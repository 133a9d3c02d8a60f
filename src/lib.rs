#![doc = include_str!("../README.md")]
#![cfg_attr(not(test), no_std)]
#![deny(
    unsafe_code,
    unused_imports,
    unused_variables,
    unused_must_use,
    missing_docs,
    clippy::all,
    clippy::unwrap_used,
    clippy::expect_used,
    clippy::dbg_macro,
    clippy::todo,
    clippy::unimplemented
)]
#![cfg_attr(test, allow(clippy::unwrap_used, clippy::expect_used))]

extern crate alloc;

mod config;
pub use config::TreeConfig;

mod error;
pub use error::{Error, Result};

mod node;
pub use node::{Color, NodeId};

mod tree;
pub use tree::{Iter, RbTree, Violation};

mod float;
pub use float::FloatTree;


#[cfg(test)]
mod testing;
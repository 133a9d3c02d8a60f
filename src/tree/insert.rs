use core::cmp::Ordering;

use log::{debug, trace};

use super::RbTree;
use crate::{
    Result,
    node::{Color, NIL, NodeId, Side},
};

impl<K: Ord> RbTree<K> {
    /// Inserts `key`, rebalancing the tree as needed.
    ///
    /// Inserting a key that is already present is a no-op: no node is
    /// allocated and the tree is left untouched.
    ///
    /// # Arguments
    ///
    /// * `key` - The key to insert
    ///
    /// # Returns
    ///
    /// * `Result<NodeId>` - Handle to the node holding `key`, either the new
    ///   node or the one already present. Fails with
    ///   [`Error::CapacityExhausted`](crate::Error::CapacityExhausted) or
    ///   [`Error::AllocationFailed`](crate::Error::AllocationFailed), in which
    ///   case the tree is unchanged.
    pub fn insert(&mut self, key: K) -> Result<NodeId> {
        let mut parent = NIL;
        let mut side = Side::Left;
        let mut current = self.root;

        while current != NIL {
            parent = current;
            let node = self.node_at(current);
            side = match key.cmp(&node.key) {
                Ordering::Less => Side::Left,
                Ordering::Greater => Side::Right,
                Ordering::Equal => {
                    trace!("tree {}: key already present at node {current}", self.id);
                    return Ok(self.handle(current));
                }
            };
            current = node.child(side);
        }

        let color = if parent == NIL {
            Color::Black
        } else {
            Color::Red
        };
        let new_idx = self.allocate_node(key, parent, color)?;

        if parent == NIL {
            self.root = new_idx;
        } else {
            self.node_at_mut(parent).set_child(side, new_idx);
        }
        self.len += 1;

        self.fix_insertion_violations(new_idx);

        debug_assert!(
            self.verify().is_ok(),
            "RB tree invariants violated after insertion"
        );
        debug!("tree {}: inserted node {new_idx}, len {}", self.id, self.len);

        Ok(self.handle(new_idx))
    }

    /// Repairs the red-red edge a freshly linked red node may form with its
    /// parent. Both mirror images run through `side`, the side of the
    /// grandparent the parent hangs from.
    fn fix_insertion_violations(&mut self, mut node: usize) {
        while node != self.root && self.is_red(self.parent(node)) {
            // a red parent is never the root, so the grandparent exists
            let parent = self.parent(node);
            let grandparent = self.parent(parent);
            let side = self.side_of(parent);
            let uncle = self.child(grandparent, side.opposite());

            if self.is_red(uncle) {
                trace!("insert fixup at {node}: red uncle, recoloring");
                self.set_color(parent, Color::Black);
                self.set_color(uncle, Color::Black);
                if grandparent != self.root {
                    self.set_color(grandparent, Color::Red);
                }
                node = grandparent;
            } else {
                if node == self.child(parent, side.opposite()) {
                    trace!("insert fixup at {node}: inner grandchild, straightening");
                    node = parent;
                    self.rotate(node, side);
                }
                trace!("insert fixup at {node}: black uncle, rotating grandparent");
                let parent = self.parent(node);
                let grandparent = self.parent(parent);
                self.set_color(parent, Color::Black);
                self.set_color(grandparent, Color::Red);
                self.rotate(grandparent, side.opposite());
                break;
            }
        }
        self.set_color(self.root, Color::Black);
    }
}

**Assigned task**: In the records above, find each line with the word "Ordering" and copy it out.

**Result**:
use core::cmp::Ordering;
                Ordering::Less => Side::Left,
                Ordering::Greater => Side::Right,
                Ordering::Equal => {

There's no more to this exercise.